America's shy drinkers
Why are people increasingly ashamed of their alcohol consumption?
Does anyone really believe that, as the Centers for Disease Control reported last month, only five percent of American women have one drink every day? I know we are supposed to be celebrating the legacy of Susan B. Anthony this year, but between the mistreatment of immigrants and anti-Catholic vandalism, I think she would be more than satisfied. Pretending to be a nation of teetotalers seems like overdoing it slightly.
According to the CDC's metrics, if you are a woman and have, say, a daily glass of wine with dinner, you are a "heavy drinker." This definition, which graciously allows men to have as many as two drinks per day, is itself the result of CDC surveys, making the whole thing feel suspiciously circular.

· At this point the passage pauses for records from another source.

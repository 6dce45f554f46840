//! Single-line text editor widget.

use tessera_skin::SkinFile;
use tessera_types::error::Result;
use tessera_types::font::MonoFont;
use tessera_types::input::{InputState, Key, MouseButton};
use tessera_types::resource::{ResourceGroup, ResourceLoader};
use tessera_types::{Color, ViewRect};

use crate::observer::{ObserverId, Observers};
use crate::runtime::Blink;
use crate::widget::{clicked_inside, DrawContext, UpdateContext, Widget, WidgetCore};

/// A focusable single-line editor with caret, selection-free editing keys,
/// and horizontal scroll-into-view.
pub struct TextField {
    core: WidgetCore,
    text: String,
    /// Caret position in characters.
    cursor: usize,
    /// Horizontal scroll in pixels.
    scroll_px: i32,
    font: Option<MonoFont>,
    face: Color,
    border: Color,
    text_color: Color,
    cursor_color: Color,
    blink: Blink,
    blink_interval: u32,
    changed: Observers<String>,
}

impl TextField {
    pub const DEFAULT_CATEGORY: &'static str = "TextField";

    const PAD: i32 = 3;

    pub fn new() -> Self {
        Self {
            core: WidgetCore::new(),
            text: String::new(),
            cursor: 0,
            scroll_px: 0,
            font: None,
            face: Color::BLACK,
            border: Color::WHITE,
            text_color: Color::WHITE,
            cursor_color: Color::WHITE,
            blink: Blink::new(530),
            blink_interval: 530,
            changed: Observers::new(),
        }
    }

    pub fn init(
        &mut self,
        skin: &SkinFile,
        category: Option<&str>,
        loader: &mut dyn ResourceLoader,
        group: ResourceGroup,
    ) -> Result<()> {
        let category = category.unwrap_or(Self::DEFAULT_CATEGORY);
        self.face = skin.color(category, "Face")?;
        self.border = skin.color(category, "Border")?;
        self.text_color = skin.color(category, "Text")?;
        self.cursor_color = skin.color(category, "Cursor")?;
        let font = skin.font(loader, group, category, "Font")?;

        let height = font.line_height() + 2 * Self::PAD as u32;
        self.core.min_width = font.advance() + 2 * Self::PAD as u32;
        self.core.min_height = height;
        self.core.set_size(120, height);
        self.font = Some(font);
        self.core.initialized = true;
        Ok(())
    }

    pub fn text(&self) -> &str {
        &self.text
    }

    pub fn cursor(&self) -> usize {
        self.cursor
    }

    pub fn set_text(&mut self, text: impl Into<String>) {
        self.text = text.into();
        self.cursor = self.cursor.min(self.char_count());
        self.scroll_px = 0;
    }

    /// Register a callback fired with the new text after every edit.
    pub fn on_change(&mut self, callback: impl FnMut(&String) + 'static) -> ObserverId {
        self.changed.subscribe(callback)
    }

    pub fn remove_change_observer(&mut self, id: ObserverId) -> bool {
        self.changed.unsubscribe(id)
    }

    fn char_count(&self) -> usize {
        self.text.chars().count()
    }

    fn byte_index(&self, char_index: usize) -> usize {
        self.text
            .char_indices()
            .nth(char_index)
            .map(|(i, _)| i)
            .unwrap_or(self.text.len())
    }

    fn insert_char(&mut self, ch: char) {
        let at = self.byte_index(self.cursor);
        self.text.insert(at, ch);
        self.cursor += 1;
    }

    fn remove_char(&mut self, char_index: usize) {
        let at = self.byte_index(char_index);
        self.text.remove(at);
    }

    /// Keep the caret within the visible text span.
    fn scroll_cursor_into_view(&mut self) {
        let Some(font) = &self.font else {
            return;
        };
        let inner_width = self.core.width() as i32 - 2 * Self::PAD;
        let cursor_px = self.cursor as i32 * font.advance() as i32;
        if cursor_px - self.scroll_px < 0 {
            self.scroll_px = cursor_px;
        } else if cursor_px - self.scroll_px > inner_width {
            self.scroll_px = cursor_px - inner_width;
        }
    }

    fn handle_edit_keys(&mut self, input: &InputState) -> bool {
        let mut edited = false;
        let mut moved = false;

        for ch in input.typed() {
            if !ch.is_control() {
                self.insert_char(*ch);
                edited = true;
            }
        }

        for key in input.keys() {
            match key {
                Key::Left => {
                    self.cursor = self.cursor.saturating_sub(1);
                    moved = true;
                }
                Key::Right => {
                    self.cursor = (self.cursor + 1).min(self.char_count());
                    moved = true;
                }
                Key::Home => {
                    self.cursor = 0;
                    moved = true;
                }
                Key::End => {
                    self.cursor = self.char_count();
                    moved = true;
                }
                Key::Backspace => {
                    if self.cursor > 0 {
                        self.cursor -= 1;
                        self.remove_char(self.cursor);
                        edited = true;
                    }
                }
                Key::Delete => {
                    if self.cursor < self.char_count() {
                        self.remove_char(self.cursor);
                        edited = true;
                    }
                }
                _ => {}
            }
        }

        if edited {
            let text = self.text.clone();
            self.changed.emit(&text);
        }
        edited || moved
    }
}

impl Default for TextField {
    fn default() -> Self {
        Self::new()
    }
}

impl Widget for TextField {
    fn core(&self) -> &WidgetCore {
        &self.core
    }

    fn core_mut(&mut self) -> &mut WidgetCore {
        &mut self.core
    }

    fn as_any(&self) -> &dyn std::any::Any {
        self
    }

    fn as_any_mut(&mut self) -> &mut dyn std::any::Any {
        self
    }

    fn update(&mut self, ctx: &mut UpdateContext<'_>) {
        if self.blink_interval != ctx.config.cursor_blink_ms {
            self.blink_interval = ctx.config.cursor_blink_ms;
            self.blink = Blink::new(self.blink_interval);
        }

        if ctx.input.was_pressed(MouseButton::Left)
            && ctx.input.mouse_in(self.core.visible_rect())
            && let Some(font) = &self.font
        {
            let text_x = self.core.real_x() + Self::PAD - self.scroll_px;
            self.cursor = font.char_index_at(&self.text, ctx.input.mouse_x - text_x);
            self.blink.reset();
        }

        if self.core.has_focus {
            if self.handle_edit_keys(ctx.input) {
                self.blink.reset();
            }
            self.scroll_cursor_into_view();
            self.blink.tick(ctx.clock.delta_ms());
        }
    }

    fn draw(&self, ctx: &mut DrawContext<'_>, view: ViewRect) -> Result<()> {
        let rect = self.core.rect();
        ctx.fill_rect(view, rect, self.face)?;
        ctx.frame_rect(view, rect, self.border)?;

        let Some(font) = &self.font else {
            return Ok(());
        };

        // Text and caret clip to the inner area, inside the border.
        let inner = view.intersect(ViewRect::new(
            rect.x + 1,
            rect.y + 1,
            rect.width.saturating_sub(2),
            rect.height.saturating_sub(2),
        ));
        let text_x = rect.x + Self::PAD - self.scroll_px;
        let text_y = rect.y + Self::PAD;
        ctx.draw_text(inner, font, &self.text, text_x, text_y, self.text_color)?;

        if self.core.has_focus && self.blink.visible() {
            let cursor_x = text_x + self.cursor as i32 * font.advance() as i32;
            ctx.fill_rect(
                inner,
                ViewRect::new(cursor_x, text_y, 1, font.char_height()),
                self.cursor_color,
            )?;
        }
        Ok(())
    }

    fn wants_focus(&self, input: &InputState) -> bool {
        clicked_inside(&self.core, input)
    }
}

I know this will be surprising to many of you, but the eggheads at this particular federal agency are not very good at numbers. There is simply no way to reconcile these absurd self-reported figures with what we actually know about the consumption of alcohol in the United States. Americans annually consume (or at least purchase) some 33 billion liters of alcohol. This would mean that the average adult must be putting back about 167 liters a year, which according to my bar-napkin math translates into more than a beer per day. Even accounting for actual teetotalers and very infrequent Thanksgiving and Christmas Day-type drinkers, it is impossible to believe that the vast majority of this consumption is concentrated in the hands of the happy few unafraid to tell a public health bureaucrat the truth.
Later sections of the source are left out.